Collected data
[Start of Attachment]
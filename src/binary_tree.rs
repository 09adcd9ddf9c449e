//! An unbalanced BST. Each node owns its two children through a `Box` so the whole structure is a
//! plain out-tree: no parent pointers, no shared nodes, no `unsafe`.
//!
//! The shape of the tree is purely a function of insertion order. Nothing is ever rotated, so the
//! [`depth`][BinaryTree::depth] and [`balance`][BinaryTree::balance] of a tree only report how
//! lopsided the insertions made it.
//!
//! # Examples
//!
//! ```
//! use unbalanced_bst::BinaryTree;
//!
//! let mut tree = BinaryTree::new();
//!
//! // Nothing in here yet.
//! assert!(!tree.contains(&1));
//! assert_eq!(tree.depth(), 0);
//!
//! tree.insert(5);
//! tree.insert(3);
//! tree.insert(8);
//!
//! assert!(tree.contains(&3));
//! assert_eq!(tree.size(), 3);
//! assert_eq!(tree.depth(), 2);
//! assert_eq!(tree.balance(), 0);
//!
//! // Duplicates are kept and routed to the right.
//! tree.insert(3);
//! assert_eq!(tree.size(), 4);
//! assert_eq!(tree.balance(), 1);
//! ```

use std::cmp::Ordering;
use std::fmt;

/// A Binary Search Tree that never rebalances. Values equal to a node's value are stored in that
/// node's right subtree, so duplicates are allowed and each one gets its own node.
#[derive(Clone)]
pub struct BinaryTree<T> {
    root: Link<T>,
    len: usize,
}

type Link<T> = Option<Box<Node<T>>>;

impl<T> Default for BinaryTree<T> {
    fn default() -> Self {
        Self::new()
    }
}

impl<T> fmt::Debug for BinaryTree<T>
where
    T: fmt::Debug,
{
    fn fmt(&self, f: &mut fmt::Formatter<'_>) -> fmt::Result {
        f.debug_struct("BinaryTree")
            .field("len", &self.len)
            .field("nodes", &Preorder(self.root()))
            .finish()
    }
}

/// Lists every node of a subtree, parents before children. Each [`Node`] formats shallowly so
/// this never nests deeper than one level.
struct Preorder<'a, T>(Option<&'a Node<T>>);

impl<T> fmt::Debug for Preorder<'_, T>
where
    T: fmt::Debug,
{
    fn fmt(&self, f: &mut fmt::Formatter<'_>) -> fmt::Result {
        let mut pending: Vec<&Node<T>> = self.0.into_iter().collect();
        let mut list = f.debug_list();
        while let Some(node) = pending.pop() {
            list.entry(node);
            pending.extend(node.right());
            pending.extend(node.left());
        }
        list.finish()
    }
}

impl<T> BinaryTree<T> {
    /// Generates a new, empty `BinaryTree`.
    pub fn new() -> Self {
        Self { root: None, len: 0 }
    }

    /// Inserts the given value into the tree. The value is compared against each node on the way
    /// down: strictly smaller values go left and everything else, equal values included, goes
    /// right. The new node is attached at the first empty slot reached.
    ///
    /// # Examples
    ///
    /// ```
    /// use unbalanced_bst::BinaryTree;
    ///
    /// let mut tree = BinaryTree::new();
    /// tree.insert(2);
    /// tree.insert(2);
    ///
    /// let root = tree.root().unwrap();
    /// assert!(root.left().is_none());
    /// assert_eq!(root.right().map(|n| n.value()), Some(&2));
    /// ```
    pub fn insert(&mut self, value: T)
    where
        T: Ord,
    {
        let mut node = match self.root.as_deref_mut() {
            Some(root) => root,
            None => {
                self.root = Some(Node::new_boxed(value));
                self.len = 1;
                log::trace!("inserted root, tree now holds 1 node");
                return;
            }
        };

        // The root sits on level 1 so the first child attached is on level 2.
        let mut level = 2;
        loop {
            let go_left = value < node.value;
            let has_child = if go_left {
                node.left.is_some()
            } else {
                node.right.is_some()
            };
            if has_child {
                let next = if go_left {
                    &mut node.left
                } else {
                    &mut node.right
                };
                node = next.as_deref_mut().unwrap();
                level += 1;
            } else {
                let child = if go_left {
                    &mut node.left
                } else {
                    &mut node.right
                };
                *child = Some(Node::new_boxed(value));
                break;
            }
        }

        if cfg!(debug_assertions) {
            let value = &node.value;
            assert!(node.left().map_or(true, |left| left.value() <= value));
            assert!(node.right().map_or(true, |right| right.value() >= value));
            // A node on `level` has `level - 1` ancestors above it.
            assert!(self.len + 1 >= level);
        }

        self.len += 1;
        log::trace!(
            "inserted node on level {level}, tree now holds {} nodes",
            self.len
        );
    }

    /// Returns whether a node holding a value equal to `value` is in the tree. Only the nodes on
    /// the search path are visited.
    ///
    /// # Examples
    ///
    /// ```
    /// use unbalanced_bst::BinaryTree;
    ///
    /// let tree: BinaryTree<_> = [5, 3, 8].into_iter().collect();
    ///
    /// assert!(tree.contains(&8));
    /// assert!(!tree.contains(&1));
    /// ```
    pub fn contains(&self, value: &T) -> bool
    where
        T: Ord,
    {
        let mut current = self.root();
        while let Some(node) = current {
            current = match value.cmp(&node.value) {
                Ordering::Less => node.left(),
                Ordering::Equal => return true,
                Ordering::Greater => node.right(),
            };
        }
        false
    }

    /// The number of values in the tree. Every call to [`insert`][Self::insert] adds one,
    /// duplicates included.
    pub fn size(&self) -> usize {
        self.len
    }

    /// Whether nothing has been inserted yet.
    pub fn is_empty(&self) -> bool {
        self.root.is_none()
    }

    /// How many levels the tree has. An empty tree has a depth of 0 and a tree holding only a
    /// root has a depth of 1.
    ///
    /// # Examples
    ///
    /// ```
    /// use unbalanced_bst::BinaryTree;
    ///
    /// // Sorted input degenerates into a chain.
    /// let tree: BinaryTree<_> = (1..=5).collect();
    /// assert_eq!(tree.depth(), 5);
    /// ```
    pub fn depth(&self) -> usize {
        self.root().map_or(0, Node::depth)
    }

    /// The depth of the root's left subtree minus the depth of its right subtree. Positive values
    /// mean the tree leans left. This is only measured at the root; subtrees are not inspected
    /// for their own balance.
    ///
    /// # Examples
    ///
    /// ```
    /// use unbalanced_bst::BinaryTree;
    ///
    /// let tree: BinaryTree<_> = (1..=5).rev().collect();
    /// assert_eq!(tree.balance(), 4);
    ///
    /// let tree: BinaryTree<_> = (1..=5).collect();
    /// assert_eq!(tree.balance(), -4);
    /// ```
    pub fn balance(&self) -> isize {
        self.root().map_or(0, Node::balance_factor)
    }

    /// The root of the tree, if anything has been inserted. Together with the accessors on
    /// [`Node`] this allows walking the tree's structure directly.
    pub fn root(&self) -> Option<&Node<T>> {
        self.root.as_deref()
    }
}

impl<T> FromIterator<T> for BinaryTree<T>
where
    T: Ord,
{
    fn from_iter<I: IntoIterator<Item = T>>(iter: I) -> Self {
        let mut tree = Self::new();
        tree.extend(iter);
        tree
    }
}

impl<T> Extend<T> for BinaryTree<T>
where
    T: Ord,
{
    fn extend<I: IntoIterator<Item = T>>(&mut self, iter: I) {
        for value in iter {
            self.insert(value);
        }
    }
}

/// A `Node` holds one inserted value and up to two children. Everything in the left subtree is
/// less than or equal to `value` and everything in the right subtree is greater than or equal to
/// it.
pub struct Node<T> {
    value: T,
    left: Link<T>,
    right: Link<T>,
}

impl<T> Node<T> {
    fn new_boxed(value: T) -> Box<Self> {
        Box::new(Self {
            value,
            left: None,
            right: None,
        })
    }

    /// The value stored in this node.
    pub fn value(&self) -> &T {
        &self.value
    }

    /// The root of this node's left subtree.
    pub fn left(&self) -> Option<&Self> {
        self.left.as_deref()
    }

    /// The root of this node's right subtree.
    pub fn right(&self) -> Option<&Self> {
        self.right.as_deref()
    }

    /// How many levels are in the subtree rooted at this node. A node with no children has a
    /// depth of 1.
    ///
    /// The walk keeps its own stack on the heap, so a chain of any length can be measured.
    pub fn depth(&self) -> usize {
        let mut deepest = 0;
        let mut pending = vec![(self, 1)];
        while let Some((node, level)) = pending.pop() {
            deepest = deepest.max(level);
            pending.extend(node.left().map(|left| (left, level + 1)));
            pending.extend(node.right().map(|right| (right, level + 1)));
        }
        deepest
    }

    fn balance_factor(&self) -> isize {
        let left = self.left().map_or(0, Self::depth) as isize;
        let right = self.right().map_or(0, Self::depth) as isize;
        left - right
    }
}

impl<T> Drop for Node<T> {
    /// Dropping the `Box`es recursively would use one stack frame per level, which a tree built
    /// from sorted input can easily exhaust. Detach descendants onto a heap stack instead so each
    /// one is dropped with no children left.
    fn drop(&mut self) {
        let mut pending: Vec<Box<Node<T>>> = Vec::new();
        pending.extend(self.left.take());
        pending.extend(self.right.take());
        while let Some(mut node) = pending.pop() {
            pending.extend(node.left.take());
            pending.extend(node.right.take());
        }
    }
}

/// Walks the subtree with an explicit stack of visits so cloning a chain does not recurse.
/// Children are finished before their parent, which then takes them off `built`.
impl<T> Clone for Node<T>
where
    T: Clone,
{
    fn clone(&self) -> Self {
        enum Visit<'a, T> {
            Enter(&'a Node<T>),
            Exit(&'a Node<T>),
        }

        let mut visits = vec![Visit::Enter(self)];
        let mut built: Vec<Box<Node<T>>> = Vec::new();
        while let Some(visit) = visits.pop() {
            match visit {
                Visit::Enter(node) => {
                    visits.push(Visit::Exit(node));
                    visits.extend(node.right().map(Visit::Enter));
                    visits.extend(node.left().map(Visit::Enter));
                }
                Visit::Exit(node) => {
                    // The left child was entered last, so it finished first and sits lower.
                    let right = node.right.as_ref().and_then(|_| built.pop());
                    let left = node.left.as_ref().and_then(|_| built.pop());
                    built.push(Box::new(Node {
                        value: node.value.clone(),
                        left,
                        right,
                    }));
                }
            }
        }

        let root = built.pop().expect("Exiting the root leaves its clone on top");
        *root
    }
}

/// Only names the children's values; use [`BinaryTree`]'s `Debug` to see every node.
impl<T> fmt::Debug for Node<T>
where
    T: fmt::Debug,
{
    fn fmt(&self, f: &mut fmt::Formatter<'_>) -> fmt::Result {
        f.debug_struct("Node")
            .field("value", &self.value)
            .field("left", &self.left().map(Self::value))
            .field("right", &self.right().map(Self::value))
            .finish()
    }
}
//! Expected shapes computed from the insertion sequence alone, without building a tree.

/// The depth a tree built from `xs` should have. The first element is the root; the rest is split
/// into the values sent left (strictly less) and right (everything else) and each side is
/// measured the same way.
pub fn expected_depth<T: Ord + Clone>(xs: &[T]) -> usize {
    match xs.split_first() {
        None => 0,
        Some((root, rest)) => {
            let (left, right) = partition(root, rest);
            expected_depth(&left).max(expected_depth(&right)) + 1
        }
    }
}

/// The balance a tree built from `xs` should have: the depth of the left partition of the first
/// element minus the depth of its right partition.
pub fn expected_balance<T: Ord + Clone>(xs: &[T]) -> isize {
    match xs.split_first() {
        None => 0,
        Some((root, rest)) => {
            let (left, right) = partition(root, rest);
            expected_depth(&left) as isize - expected_depth(&right) as isize
        }
    }
}

/// Splits `rest` around `root`, keeping insertion order within each side. The values are cloned
/// so every level of the recursion works on the same element type.
fn partition<T: Ord + Clone>(root: &T, rest: &[T]) -> (Vec<T>, Vec<T>) {
    rest.iter().cloned().partition(|x| x < root)
}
[End of Attachment]
YOUR GOAL:
Exactly the lines from the one with "pub fn expected_balance<T: Ord" through the end of the entries, both included, should be written out, and no others.

WORKED SOLUTION:
pub fn expected_balance<T: Ord + Clone>(xs: &[T]) -> isize {
    match xs.split_first() {
        None => 0,
        Some((root, rest)) => {
            let (left, right) = partition(root, rest);
            expected_depth(&left) as isize - expected_depth(&right) as isize
        }
    }
}

/// Splits `rest` around `root`, keeping insertion order within each side. The values are cloned
/// so every level of the recursion works on the same element type.
fn partition<T: Ord + Clone>(root: &T, rest: &[T]) -> (Vec<T>, Vec<T>) {
    rest.iter().cloned().partition(|x| x < root)
}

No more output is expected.